European institutions must invest heavily in making preparations to integrate countries of the Western Balkans, Zsolt Németh, the head of parliament’s foreign affairs committee, said in Strasbourg on Tuesday. Németh, who heads the Hungarian delegation to the Parliamentary Assembly of the Council of Europe (PACE), told Hungarian journalists that the autumn session of the assembly this week focuses on matters related to the Western Balkans.
Péter Szijjártó, the foreign minister whose role is also chairman of the Council’s Committee of Ministers, will take part in the relevant debate, he noted. Szijjártó is insistent on the swiftest possible European integration of Western Balkan countries so they can start properly catching up with the rest of Europe, he added.

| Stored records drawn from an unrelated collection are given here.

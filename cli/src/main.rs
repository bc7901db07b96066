//! rollout: release-based deployments over ssh

use clap::Parser;
use rollout_cli::cli::Cli;
use rollout_cli::domain::DeployError;
use rollout_cli::output::json::{AlreadyRendered, format_error};
use tracing_subscriber::EnvFilter;

#[tokio::main]
async fn main() {
    let cli = Cli::parse();
    tracing_subscriber::fmt()
        .with_env_filter(
            EnvFilter::try_from_default_env().unwrap_or_else(|_| EnvFilter::new(cli.log_filter())),
        )
        .with_writer(std::io::stderr)
        .init();

    let json = cli.wants_json();
    if let Err(e) = cli.run().await {
        if json && e.downcast_ref::<AlreadyRendered>().is_some() {
            tracing::debug!(error = %e, "failure already rendered as JSON");
        } else if json {
            let code = e
                .downcast_ref::<DeployError>()
                .map_or("ERROR", DeployError::code);
            match format_error(&format!("{e:#}"), code) {
                Ok(text) => println!("{text}"),
                Err(_) => eprintln!("Error: {e:#}"),
            }
        } else {
            eprintln!("Error: {e:#}");
        }
        std::process::exit(1);
    }
}
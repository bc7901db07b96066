//! Application service: runtime, dependency and build steps inside a release.
//!
//! Each step is one composite remote script chained with `&&`, so a failure
//! mid-chain aborts the rest and surfaces as a single `DeployError::Setup`.

use anyhow::Result;

use crate::application::ports::{ProgressReporter, RemoteShell};
use crate::application::services::remote::HostSession;
use crate::domain::runtime::{install_runtime_script, with_runtime};
use crate::domain::{DeployError, DeployStep, RemoteCommand};

/// Install (or re-select) the runtime version on the host.
///
/// # Errors
///
/// Returns `DeployError::Setup` for a failing version-manager command, and
/// passes `DeployError::Timeout` through unchanged.
pub async fn setup_runtime(
    session: &HostSession<'_, impl RemoteShell, impl ProgressReporter>,
    runtime_version: &str,
    release_path: &str,
) -> Result<()> {
    let cmd = RemoteCommand::script(install_runtime_script(runtime_version)).in_dir(release_path);
    run_setup_step(session, DeployStep::SetupRuntime, &cmd).await
}

/// Run the install command with the runtime active.
///
/// # Errors
///
/// Same as [`setup_runtime`].
pub async fn install_dependencies(
    session: &HostSession<'_, impl RemoteShell, impl ProgressReporter>,
    runtime_version: &str,
    install_command: &str,
    release_path: &str,
) -> Result<()> {
    let cmd =
        RemoteCommand::script(with_runtime(runtime_version, install_command)).in_dir(release_path);
    run_setup_step(session, DeployStep::InstallDeps, &cmd).await
}

/// Run the build command with the runtime active.
///
/// # Errors
///
/// Same as [`setup_runtime`].
pub async fn build(
    session: &HostSession<'_, impl RemoteShell, impl ProgressReporter>,
    runtime_version: &str,
    build_command: &str,
    release_path: &str,
) -> Result<()> {
    let cmd =
        RemoteCommand::script(with_runtime(runtime_version, build_command)).in_dir(release_path);
    run_setup_step(session, DeployStep::Build, &cmd).await
}

async fn run_setup_step(
    session: &HostSession<'_, impl RemoteShell, impl ProgressReporter>,
    step: DeployStep,
    cmd: &RemoteCommand,
) -> Result<()> {
    match session.run(cmd).await {
        Ok(_) => Ok(()),
        Err(e) => match e.downcast::<DeployError>() {
            Ok(DeployError::RemoteExecution { host, detail, .. }) => {
                Err(DeployError::Setup { host, step, detail }.into())
            }
            Ok(other) => Err(other.into()),
            Err(e) => Err(e),
        },
    }
}
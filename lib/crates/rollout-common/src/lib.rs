pub mod config;
pub mod types;

pub use config::{
    Auth, ClusterProfile, ClusterServer, Defaults, DeploymentConfig, EnvironmentProfile, Hooks,
    ReleaseLayout, RemoteCredential, ServiceSpec, SupervisorDefaults, TargetSpec,
};
pub use types::*;
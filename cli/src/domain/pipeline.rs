//! Single-host deployment state machine.
//!
//! Pure types only. The state order is fixed; the application layer walks
//! [`DeployStep::ALL`] and stops at the first failing step.

use std::fmt;

use serde::Serialize;

/// One state of a host's deployment pipeline, in execution order.
#[derive(Debug, Clone, Copy, PartialEq, Eq, PartialOrd, Ord, Hash, Serialize)]
#[serde(rename_all = "kebab-case")]
pub enum DeployStep {
    AllocateRelease,
    CreateDirectory,
    Sync,
    SetupRuntime,
    InstallDeps,
    Build,
    BeforeHooks,
    Cutover,
    StartServices,
    AfterHooks,
    PruneOldReleases,
}

impl DeployStep {
    /// Every step, in the order a host runs them.
    pub const ALL: [DeployStep; 11] = [
        Self::AllocateRelease,
        Self::CreateDirectory,
        Self::Sync,
        Self::SetupRuntime,
        Self::InstallDeps,
        Self::Build,
        Self::BeforeHooks,
        Self::Cutover,
        Self::StartServices,
        Self::AfterHooks,
        Self::PruneOldReleases,
    ];

    /// Human-readable progress label.
    #[must_use]
    pub fn label(self) -> &'static str {
        match self {
            Self::AllocateRelease => "allocating release",
            Self::CreateDirectory => "creating release directory",
            Self::Sync => "syncing project files",
            Self::SetupRuntime => "setting up runtime",
            Self::InstallDeps => "installing dependencies",
            Self::Build => "building",
            Self::BeforeHooks => "running before hooks",
            Self::Cutover => "switching current release",
            Self::StartServices => "starting services",
            Self::AfterHooks => "running after hooks",
            Self::PruneOldReleases => "pruning old releases",
        }
    }
}

impl fmt::Display for DeployStep {
    /// Same spelling as the `--json` report.
    fn fmt(&self, f: &mut fmt::Formatter<'_>) -> fmt::Result {
        let name = match self {
            Self::AllocateRelease => "allocate-release",
            Self::CreateDirectory => "create-directory",
            Self::Sync => "sync",
            Self::SetupRuntime => "setup-runtime",
            Self::InstallDeps => "install-deps",
            Self::Build => "build",
            Self::BeforeHooks => "before-hooks",
            Self::Cutover => "cutover",
            Self::StartServices => "start-services",
            Self::AfterHooks => "after-hooks",
            Self::PruneOldReleases => "prune-old-releases",
        };
        f.write_str(name)
    }
}

/// Terminal state of one host's pipeline.
#[derive(Debug, Clone, PartialEq, Eq, Serialize)]
#[serde(tag = "state", rename_all = "lowercase")]
pub enum HostState {
    Done,
    Failed { step: DeployStep, error: String },
}

/// What happened on one host.
#[derive(Debug, Clone, Serialize)]
pub struct HostReport {
    pub host: String,
    /// Release allocated for this run, if allocation got that far.
    pub release: Option<String>,
    /// Steps that completed, in order.
    pub completed: Vec<DeployStep>,
    #[serde(flatten)]
    pub state: HostState,
}

impl HostReport {
    #[must_use]
    pub fn is_done(&self) -> bool {
        self.state == HostState::Done
    }

    /// True when the "current" symlink was moved to this run's release.
    #[must_use]
    pub fn cut_over(&self) -> bool {
        self.completed.contains(&DeployStep::Cutover)
    }
}

/// Aggregated result for an environment or cluster.
#[derive(Debug, Clone, Serialize)]
pub struct DeployReport {
    pub target: String,
    /// True when `target` names a cluster rather than a single environment.
    pub cluster: bool,
    pub hosts: Vec<HostReport>,
}

impl DeployReport {
    #[must_use]
    pub fn succeeded(&self) -> bool {
        self.hosts.iter().all(HostReport::is_done)
    }

    /// Hosts whose pipeline ended in `Failed`, in config order.
    #[must_use]
    pub fn failed_hosts(&self) -> Vec<String> {
        self.hosts
            .iter()
            .filter(|h| !h.is_done())
            .map(|h| h.host.clone())
            .collect()
    }
}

Németh said “regrettably” it was the EU that had difficulties when it came to integrating the Western Balkans rather than the other way round. The European Council, he said, would have a major role to play in helping the region catch up. In early November, the CoE Political Committee will assess in depth the situation with regard to the Western Balkans with the representatives of the relevant countries in Budapest, he said.
Montenegro, Serbia and Turkey are in the process of EU accession talks, while Albania and North Macedonia are candidate countries, with a political agreement having been struck with the EU Council on European Affairs on how to start accession negotiations. Bosnia and Herzegovina and Kosovo are potential candidates.